'''
//! Numerus Parser
//!
//! This crate turns numeral text into [`numerus_core::Numeral`] values:
//! - Four-pass validation (symbols, pair order, run length, subtractive
//!   uniqueness) with a distinct error per pass
//! - Right-to-left accumulation parsing
//! - Text arithmetic (`plus_text`) over the full pipeline

mod error;
mod ext;
mod parse;
mod validate;

pub use error::*;
pub use ext::*;
pub use parse::*;
pub use validate::*;
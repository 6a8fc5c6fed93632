//! Text arithmetic over the full parse/format pipeline.

use crate::{parse, NumeralError};
use numerus_core::Numeral;

/// Arithmetic between a [`Numeral`] and numeral text.
///
/// Value-to-value arithmetic lives on `Numeral` itself; this trait covers the
/// operations that need the parser and formatter on both sides.
pub trait NumeralExt {
    /// Parse `other`, add it, and return the canonical text of the result.
    ///
    /// The returned string is always in canonical greedy form, even when
    /// `other` was an accepted additive spelling. Validation errors from
    /// `other` and formatting errors from a negative result both surface.
    fn plus_text(&self, other: &str) -> Result<String, NumeralError>;
}

impl NumeralExt for Numeral {
    fn plus_text(&self, other: &str) -> Result<String, NumeralError> {
        let parsed = parse(other)?;
        let result = self.plus(parsed);
        Ok(result.to_roman()?)
    }
}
'''
— DIRECTIONS —
Note down each line above where the word "pipeline" occurs.

— TASK RESULT —
//! - Text arithmetic (`plus_text`) over the full pipeline
//! Text arithmetic over the full parse/format pipeline.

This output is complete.